Inputs that are not part of the fingerprint

The fingerprint is keyed on Cabin's typed resolved inputs. Anything Cabin does not consume is not an input:

  • LD is not consumed by any layer of Cabin (see "Environment variables" above); changing it never moves the fingerprint.
  • CPPFLAGS, CFLAGS, CXXFLAGS, and LDFLAGS are consumed and do move the fingerprint when they change. They participate in exactly the same per-bucket fashion as the matching compile or link argument bucket.
  • The local absolute path to a config file (.cabin/config.toml, ~/.config/cabin/config.toml) is not part of the fingerprint — only the resolved values the file contributed. Two contributors who run Cabin from different working directories with identical config content see the same fingerprint.
  • The CABIN_CACHE_DIR and --cache-dir selection drive where artifacts land on disk but do not change the compile / link argv, so they are not in the fingerprint either.

Direct ninja invocation

cabin build regenerates build.ninja and compile_commands.json from the current manifest / config / toolchain inputs every time it runs. Direct ninja -C <build-dir> invocations do not re-read cabin.toml, .cabin/config.toml, or the environment — Ninja rebuilds an output only when the command line, an explicit input, the depfile, or the output path changes. Run cabin build after manifest, config, or toolchain edits so the fingerprint and the generated commands reflect the new inputs; running Ninja directly against a stale build.ninja is intentionally supported (it's how IDEs and editor watchers re-invoke the incremental build) but does not pick up Cabin-level changes.

Package + index metadata

cabin package writes the manifest's declared [toolchain] and [profile] tables into the canonical <name>-<version>.json so consumers who rebuild from source can reproduce the same compile flags. Environment- or CLI-derived selections are never written. A user-set CXX=... or --cxx /opt/llvm/... only affects the local invocation; it never leaks into a published archive.

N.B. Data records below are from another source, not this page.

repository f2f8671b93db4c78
//! Artifact enumeration: turns the configured items into a flat file list.

use std::fs;
use std::io;
use std::path::{Path, PathBuf};

use rayon::ThreadPoolBuilder;
use rayon::prelude::*;
use tracing::{Span, debug, info, warn};

use crate::core::models::{ArtifactSpec, FileRecord};
use crate::error::{Result, SyncError};

/// A top-level item that was found under the source root.
#[derive(Debug, Clone)]
struct ResolvedItem {
    name: String,
    path: PathBuf,
    kind: ItemKind,
}

#[derive(Debug, Clone, Copy, PartialEq, Eq)]
enum ItemKind {
    Directory,
    File { size: u64 },
    Other,
}

/// Discover every regular file inside the items of `spec`.
///
/// All items are checked for existence before any scanning starts, so a
/// missing item fails the call without touching anything. Items are then
/// walked concurrently on at most `workers_max` threads. Symlinks and special
/// files inside directories are skipped.
pub fn enumerate(
    source_root: &Path,
    spec: &ArtifactSpec,
    workers_max: usize,
) -> Result<Vec<FileRecord>> {
    if !source_root.is_dir() {
        return Err(SyncError::SourceNotDirectory(source_root.to_path_buf()));
    }

    let items = resolve_items(source_root, spec)?;

    let workers = items.len().min(workers_max).max(1);
    let pool = ThreadPoolBuilder::new()
        .num_threads(workers)
        .thread_name(|i| format!("scan-{i}"))
        .build()
        .map_err(|source| SyncError::WorkerPool { workers, source })?;

    debug!(workers, items = items.len(), "Scanning items");

    let span = Span::current();
    let per_item: Vec<Result<Vec<FileRecord>>> = pool.install(|| {
        items
            .par_iter()
            .map(|item| {
                let _enter = span.enter();
                scan_item(item)
            })
            .collect()
    });

    let mut records = Vec::new();
    for item_records in per_item {
        records.extend(item_records?);
    }

    Ok(records)
}

fn resolve_items(source_root: &Path, spec: &ArtifactSpec) -> Result<Vec<ResolvedItem>> {
    spec.items()
        .iter()
        .map(|name| {
            let path = source_root.join(name);

            // Top-level items follow symlinks, so a dangling link is missing.
            let metadata = fs::metadata(&path).map_err(|e| {
                if e.kind() == io::ErrorKind::NotFound {
                    SyncError::MissingItem {
                        name: name.clone(),
                        root: source_root.to_path_buf(),
                    }
                } else {
                    SyncError::Enumerate {
                        path: path.clone(),
                        source: e,
                    }
                }
            })?;

            let kind = if metadata.is_dir() {
                ItemKind::Directory
            } else if metadata.is_file() {
                ItemKind::File {
                    size: metadata.len(),
                }
            } else {
                ItemKind::Other
            };

            Ok(ResolvedItem {
                name: name.clone(),
                path,
                kind,
            })
        })
        .collect()
}

fn scan_item(item: &ResolvedItem) -> Result<Vec<FileRecord>> {
    let mut records = Vec::new();

    match item.kind {
        ItemKind::Directory => {
            scan_directory_recursive(&item.path, Path::new(&item.name), &mut records)?;
        }
        ItemKind::File { size } => records.push(FileRecord {
            source_path: item.path.clone(),
            relative_path: PathBuf::from(&item.name),
            size_bytes: size,
        }),
        ItemKind::Other => {
            warn!(item = %item.name, "Skipping item that is neither a file nor a directory");
        }
    }

    let bytes: u64 = records.iter().map(|r| r.size_bytes).sum();
    info!(item = %item.name, files = records.len(), bytes, "Scanned item");

    Ok(records)
}

fn scan_directory_recursive(
    current: &Path,
    relative: &Path,
    records: &mut Vec<FileRecord>,
) -> Result<()> {
    let entries = fs::read_dir(current).map_err(|source| SyncError::Enumerate {
        path: current.to_path_buf(),
        source,
    })?;

    for entry in entries {
        let entry = entry.map_err(|source| SyncError::Enumerate {
            path: current.to_path_buf(),
            source,
        })?;

        let path = entry.path();
        let entry_relative = relative.join(entry.file_name());

        // Use symlink_metadata to avoid following symlinks
        let metadata = match path.symlink_metadata() {
            Ok(m) => m,
            Err(e) => {
                warn!(path = %path.display(), error = %e, "Skipping unreadable entry");
                continue;
            }
        };

        if metadata.is_dir() {
            scan_directory_recursive(&path, &entry_relative, records)?;
        } else if metadata.is_file() {
            records.push(FileRecord {
                source_path: path,
                relative_path: entry_relative,
                size_bytes: metadata.len(),
            });
        } else {
            debug!(path = %path.display(), "Skipping symlink or special file");
        }
    }

    Ok(())
}
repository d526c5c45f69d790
pub mod auth;

pub use auth::{auth_middleware, Claims};
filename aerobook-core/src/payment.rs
use chrono::{DateTime, Utc};
use serde::{Deserialize, Serialize};
use std::fmt;
use std::str::FromStr;
use uuid::Uuid;

use crate::CoreError;

#[derive(Debug, Clone, Copy, PartialEq, Eq, Serialize, Deserialize)]
#[serde(rename_all = "SCREAMING_SNAKE_CASE")]
pub enum PaymentMethod {
    CreditCard,
    BankTransfer,
    Cash,
    Wallet,
}

impl PaymentMethod {
    pub fn as_str(&self) -> &'static str {
        match self {
            PaymentMethod::CreditCard => "CREDIT_CARD",
            PaymentMethod::BankTransfer => "BANK_TRANSFER",
            PaymentMethod::Cash => "CASH",
            PaymentMethod::Wallet => "WALLET",
        }
    }
}

impl fmt::Display for PaymentMethod {
    fn fmt(&self, f: &mut fmt::Formatter<'_>) -> fmt::Result {
        f.write_str(self.as_str())
    }
}

impl FromStr for PaymentMethod {
    type Err = CoreError;

    fn from_str(s: &str) -> Result<Self, Self::Err> {
        match s {
            "CREDIT_CARD" => Ok(PaymentMethod::CreditCard),
            "BANK_TRANSFER" => Ok(PaymentMethod::BankTransfer),
            "CASH" => Ok(PaymentMethod::Cash),
            "WALLET" => Ok(PaymentMethod::Wallet),
            other => Err(CoreError::IntegrityError(format!(
                "unknown payment method: {}",
                other
            ))),
        }
    }
}

/// Record of the single payment that confirmed a booking. The amount is
/// derived from the booking, never stored.
#[derive(Debug, Clone, PartialEq, Eq, Serialize, Deserialize)]
pub struct Payment {
    pub id: Uuid,
    pub booking_id: Uuid,
    pub method: PaymentMethod,
    pub created_at: DateTime<Utc>,
}

impl Payment {
    pub fn new(booking_id: Uuid, method: PaymentMethod, now: DateTime<Utc>) -> Self {
        Self {
            id: Uuid::new_v4(),
            booking_id,
            method,
            created_at: now,
        }
    }
}
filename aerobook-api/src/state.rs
use aerobook_catalog::{InventoryService, ScheduleService};
use aerobook_core::events::EventPublisher;
use aerobook_core::BookingStore;
use aerobook_order::{
    BookingLedger, ExpirySweeper, ManifestService, PaymentFinalizer, ReportService,
    TicketCancellation,
};
use aerobook_store::app_config::BusinessRules;
use aerobook_store::RedisClient;
use std::sync::Arc;

#[derive(Clone)]
pub struct AuthConfig {
    pub secret: String,
}

#[derive(Clone)]
pub struct AppState {
    /// Rate limiting is skipped when absent.
    pub redis: Option<Arc<RedisClient>>,
    pub auth: AuthConfig,
    pub business_rules: BusinessRules,
    pub inventory: InventoryService,
    pub schedule: ScheduleService,
    pub ledger: BookingLedger,
    pub cancellation: TicketCancellation,
    pub finalizer: PaymentFinalizer,
    pub sweeper: ExpirySweeper,
    pub manifest: ManifestService,
    pub reports: ReportService,
}

impl AppState {
    pub fn new(
        store: Arc<dyn BookingStore>,
        events: Arc<dyn EventPublisher>,
        redis: Option<Arc<RedisClient>>,
        auth: AuthConfig,
        business_rules: BusinessRules,
    ) -> Self {
        let grace = business_rules.pending_grace();
        Self {
            redis,
            auth,
            inventory: InventoryService::new(store.clone()),
            schedule: ScheduleService::new(store.clone()),
            ledger: BookingLedger::new(store.clone(), events.clone()),
            cancellation: TicketCancellation::new(store.clone(), events.clone()),
            finalizer: PaymentFinalizer::new(store.clone(), events.clone()),
            sweeper: ExpirySweeper::new(store.clone(), events, grace),
            manifest: ManifestService::new(store.clone()),
            reports: ReportService::new(store),
            business_rules,
        }
    }
}
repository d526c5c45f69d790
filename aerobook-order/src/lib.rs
pub mod cancellation;
pub mod expiry;
pub mod finalizer;
pub mod ledger;
pub mod manifest;
pub mod reports;

#[cfg(test)]
mod test_support;

pub use cancellation::{CancellationOutcome, TicketCancellation};
pub use expiry::ExpirySweeper;
pub use finalizer::{PaymentFinalizer, PaymentQuote, PaymentResult};
pub use ledger::{BookingDetails, BookingLedger, BookingReceipt, MyBookings, NewBookingRequest};
pub use manifest::{Manifest, ManifestQuery, ManifestService, ManifestSort};
pub use reports::{ReportService, ReportSnapshot};
use aerobook_catalog::PricingEngine;
use aerobook_core::events::{publish_event, EventPublisher};
use aerobook_core::{
    Actor, Booking, BookingStore, CabinClass, CoreError, CoreResult, FieldError, Flight,
    PassengerDetails, Payment, Ticket,
};
use aerobook_shared::models::events::{BookingCreatedEvent, TOPIC_BOOKING_CREATED};
use chrono::{DateTime, Utc};
use serde::{Deserialize, Serialize};
use std::collections::{BTreeSet, HashMap};
use std::sync::Arc;
use tracing::{info, warn};
use uuid::Uuid;

/// Seats and passengers are matched by position.
#[derive(Debug, Clone, Deserialize)]
pub struct NewBookingRequest {
    pub flight_number: String,
    pub cabin_class: CabinClass,
    pub seat_numbers: Vec<String>,
    pub passengers: Vec<PassengerDetails>,
}

#[derive(Debug, Clone, Serialize)]
pub struct BookingReceipt {
    pub booking: Booking,
    pub tickets: Vec<Ticket>,
    /// Cabin price times seat count at creation time. Not stored.
    pub total_price: i64,
}

#[derive(Debug, Clone, Serialize)]
pub struct BookingDetails {
    pub booking: Booking,
    pub flight: Flight,
    pub tickets: Vec<Ticket>,
    pub payment: Option<Payment>,
    pub amount: i64,
}

#[derive(Debug, Clone, Serialize)]
pub struct BookingSummary {
    pub booking: Booking,
    pub flight: Flight,
}

#[derive(Debug, Clone, Default, Serialize)]
pub struct MyBookings {
    pub upcoming: Vec<BookingSummary>,
    pub past: Vec<BookingSummary>,
}

/// Longest seat label the tickets table holds, e.g. "112AB".
const MAX_SEAT_NUMBER_LEN: usize = 5;

fn normalize_seat(raw: &str) -> String {
    raw.trim().to_ascii_uppercase()
}

/// Creates bookings and serves the passenger's view of them.
#[derive(Clone)]
pub struct BookingLedger {
    store: Arc<dyn BookingStore>,
    events: Arc<dyn EventPublisher>,
}

impl BookingLedger {
    pub fn new(store: Arc<dyn BookingStore>, events: Arc<dyn EventPublisher>) -> Self {
        Self { store, events }
    }

    async fn flight(&self, flight_number: &str) -> CoreResult<Flight> {
        self.store
            .get_flight(flight_number)
            .await?
            .ok_or_else(|| CoreError::NotFound(format!("flight {}", flight_number)))
    }

    /// Writes one Pending booking plus a ticket per seat, or nothing at all.
    pub async fn create_booking(
        &self,
        actor: &Actor,
        request: NewBookingRequest,
        now: DateTime<Utc>,
    ) -> CoreResult<BookingReceipt> {
        let flight = self.flight(&request.flight_number).await?;
        let seats: Vec<String> = request.seat_numbers.iter().map(|s| normalize_seat(s)).collect();

        let mut errors = Vec::new();
        if seats.is_empty() {
            errors.push(FieldError::new("seat_numbers", "select at least one seat"));
        }
        if seats.iter().any(|s| s.is_empty()) {
            errors.push(FieldError::new("seat_numbers", "seat numbers must not be blank"));
        }
        if seats.iter().any(|s| {
            s.len() > MAX_SEAT_NUMBER_LEN || !s.chars().all(|c| c.is_ascii_alphanumeric())
        }) {
            errors.push(FieldError::new(
                "seat_numbers",
                format!(
                    "seat numbers must be at most {} letters or digits",
                    MAX_SEAT_NUMBER_LEN
                ),
            ));
        }
        let distinct: BTreeSet<&String> = seats.iter().collect();
        if distinct.len() != seats.len() {
            errors.push(FieldError::new("seat_numbers", "seat numbers must be distinct"));
        }
        if request.passengers.len() != seats.len() {
            errors.push(FieldError::new(
                "passengers",
                format!(
                    "expected {} passenger records, got {}",
                    seats.len(),
                    request.passengers.len()
                ),
            ));
        }
        if !errors.is_empty() {
            return Err(CoreError::ValidationError(errors));
        }

        let today = now.date_naive();
        let errors: Vec<FieldError> = seats
            .iter()
            .zip(&request.passengers)
            .flat_map(|(seat, passenger)| passenger.validate(seat, today))
            .collect();
        if !errors.is_empty() {
            return Err(CoreError::ValidationError(errors));
        }

        let taken = self.store.taken_seat_numbers(&flight.flight_number).await?;
        let clashes: Vec<&str> = seats
            .iter()
            .filter(|s| taken.contains(*s))
            .map(String::as_str)
            .collect();
        if !clashes.is_empty() {
            return Err(CoreError::ConflictError(format!(
                "seats already taken on flight {}: {}",
                flight.flight_number,
                clashes.join(", ")
            )));
        }

        let booking = Booking::new_pending(
            flight.flight_number.clone(),
            Some(actor.subject.clone()),
            request.cabin_class,
            seats.len() as u32,
            now,
        );
        let tickets: Vec<Ticket> = seats
            .iter()
            .zip(request.passengers)
            .map(|(seat, passenger)| Ticket::new(&booking, seat.clone(), passenger))
            .collect();

        let total_price = PricingEngine::quote(&flight, booking.cabin_class, booking.number_of_passengers).total;

        // A concurrent booking of the same seat loses here with Conflict.
        self.store.insert_booking(&booking, &tickets).await?;

        info!(
            "Booking {} created on {} ({} x {}) for {}",
            booking.id, booking.flight_number, booking.number_of_passengers, booking.cabin_class, actor.subject
        );

        let event = BookingCreatedEvent {
            booking_id: booking.id,
            flight_number: booking.flight_number.clone(),
            cabin_class: booking.cabin_class.to_string(),
            seat_numbers: seats,
            timestamp: now.timestamp(),
        };
        publish_event(self.events.as_ref(), TOPIC_BOOKING_CREATED, &booking.id.to_string(), &event).await;

        Ok(BookingReceipt {
            booking,
            tickets,
            total_price,
        })
    }

    /// Owner or staff only; anyone else gets NotFound.
    pub async fn booking_details(&self, booking_id: Uuid, actor: &Actor) -> CoreResult<BookingDetails> {
        let booking = self
            .store
            .get_booking(booking_id)
            .await?
            .filter(|b| b.is_owned_by(actor) || actor.has_staff_access())
            .ok_or_else(|| CoreError::NotFound(format!("booking {}", booking_id)))?;

        let flight = self.flight(&booking.flight_number).await?;
        let tickets = self.store.get_booking_tickets(booking.id).await?;
        let payment = self.store.get_payment(booking.id).await?;
        let amount = PricingEngine::payment_amount(&flight, &booking);

        Ok(BookingDetails {
            booking,
            flight,
            tickets,
            payment,
            amount,
        })
    }

    /// The actor's bookings newest first, split on departure time.
    pub async fn my_bookings(&self, actor: &Actor, now: DateTime<Utc>) -> CoreResult<MyBookings> {
        let bookings = self.store.list_bookings_for_passenger(&actor.subject).await?;
        let mut flights: HashMap<String, Flight> = HashMap::new();
        let mut result = MyBookings::default();

        for booking in bookings {
            let flight = match flights.get(&booking.flight_number) {
                Some(f) => f.clone(),
                None => match self.store.get_flight(&booking.flight_number).await? {
                    Some(f) => {
                        flights.insert(f.flight_number.clone(), f.clone());
                        f
                    }
                    None => {
                        warn!("Booking {} references missing flight {}", booking.id, booking.flight_number);
                        continue;
                    }
                },
            };

            let summary = BookingSummary { booking, flight };
            if summary.flight.departure_time >= now {
                result.upcoming.push(summary);
            } else {
                result.past.push(summary);
            }
        }

        Ok(result)
    }
}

The local file registry and the sparse-HTTP index round-trip the same fields opaquely. Older registries that omit the new fields continue to load. The resolver itself does not consult any of these values — registry resolution remains profile- and toolchain-independent.

Deferred / out of scope

  • Compiler probe compilations beyond running --version.
  • Compiler-specific conditional flags (cfg(compiler = "clang") / cfg(compiler_version = ...)).
  • distcc / icecc wrapper integration. (ccache / sccache are supported — see docs/compiler-cache.md.)
  • Sysroot or SDK discovery.
  • Full Windows / MSVC support (cl.exe, link.exe, MSBuild, Visual Studio detection); MSVC is detected but the C++ backend cannot drive it.
  • A diagnostics abstraction (SARIF / JSON output formats). Capabilities for these are detected, but Cabin does not emit either format.
  • Per-package profile overrides for [toolchain].
  • A CLI escape hatch for raw compile / link flags (--cflag).
  • LD env-var honoring (linker selection requires a linker-command abstraction the backend lacks).